Your web server error log will identify every time one of those images was tried and then that gets matched automatically to your database of names.

Now you have:
1. A verified email address
2. An originating IP (can narrow down to what continent they are on or if broadband customers)
3. What OS you are running
4. Possibly what email client or web browser you use.

This is worth big bucks in the form of "email leads" sold by geographic regions and whether they are dialup, cable customers, business, etc.
The only thing I can comment on is that when I had the student forward one of his to me this is what I got (his email has been altered to protect him.. .. )

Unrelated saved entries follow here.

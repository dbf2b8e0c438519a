#![cfg_attr(
    test,
    allow(
        clippy::unwrap_used,
        clippy::expect_used,
        clippy::significant_drop_tightening,
        clippy::too_many_lines,
        clippy::needless_pass_by_value,
        clippy::items_after_statements
    )
)]

//! TradeStation Client - Brokerage API Adapter
//!
//! Async client for TradeStation's v3 brokerage API: OAuth token upkeep,
//! historical and intraday bars, live bar and quote streams, bracket orders,
//! positions and balances.
//!
//! # Layers (inside → outside)
//!
//! - **Domain**: Bars, quotes, orders, positions, market calendar
//!   - `bar` / `quote`: Market data records
//!   - `order`: Order types and the bracket builder
//!   - `market_calendar`: Business days, session hours, intraday capacity
//!   - `batch`: Per-symbol outcomes of multi-symbol fetches
//!
//! - **Application**: Port definitions and named operations
//!   - `ports`: `BrokerageApi` and `Clock`
//!   - `operations`: `BrokerOperation` parsed from a name and JSON arguments
//!
//! - **Infrastructure**: Adapters and external integrations
//!   - `tradestation`: REST and streaming client
//!   - `metrics`: Prometheus counters
//!   - `telemetry`: Tracing subscriber and OTLP export
//!
//! # Data Flow
//!
//! ```text
//! BrokerOperation ──► BrokerageApi ──► TradeStationClient ──► TokenManager ──► /oauth/token
//!                                            │
//!                                            ├──► /marketdata/barcharts ──► parse_bars ──► BatchResult
//!                                            ├──► /marketdata/stream/*  ──► Stream<Bar | Quote>
//!                                            └──► /orderexecution/orders, /brokerage/accounts
//! ```

#![forbid(unsafe_code)]
#![warn(missing_docs)]
#![warn(clippy::pedantic)]

// =============================================================================
// Module Declarations
// =============================================================================

/// Domain layer - Value types and pure market rules.
pub mod domain;

/// Application layer - Ports and operations.
pub mod application;

/// Infrastructure layer - Adapters and external integrations.
pub mod infrastructure;

/// Error types.
pub mod error;

// =============================================================================
// Re-exports
// =============================================================================

// Domain types
pub use domain::{
    Balances, Bar, BatchResult, BracketOrderBuilder, OrderAck, OrderRequest, OrderType, Position,
    Quote, SymbolOutcome, SymbolResult, TimeInForce, TradeAction,
};

// Application
pub use application::BrokerOperation;
pub use application::ports::{
    BarQuery, BarUnit, BarWindow, BrokerageApi, Clock, ClosePositionRequest, FixedClock,
    OpenPositionRequest, SystemClock,
};

// Client
pub use error::ClientError;
pub use infrastructure::tradestation::{
    AccessToken, ConfigError, Credentials, StreamSettings, TradeStationClient, TradeStationConfig,
};

// Metrics
pub use infrastructure::metrics::{MetricsConfig, MetricsError, init_metrics};

// Telemetry
pub use infrastructure::telemetry::{TelemetryConfig, TelemetryGuard, init as init_telemetry};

X-Apparently-To: student9@yahoo.ca via aa.xxx.yy.zz; Wed, 18 Feb 2004 03:18:21 -0800
X-YahooFilteredBulk: 80.57.189.63
Return-Path: <nuhenela@professoremail.com>
Received: from 80.57.189.63 (HELO 66.218.86.253) (80.57.189.63)
by mta203.mail.scd.yahoo.com with SMTP; Wed, 18 Feb 2004 03:18:17 -0800
Received: from 220.14.200.64 by aa.xxx.yy.zz; Wed, 18 Feb 2004 10:17:17 -0100
Content-Length: 0
I had thought at first that it had the information stripped by Yahoo (bulk mail stripping) but I'm beginning to doubt it since he's still receiving it.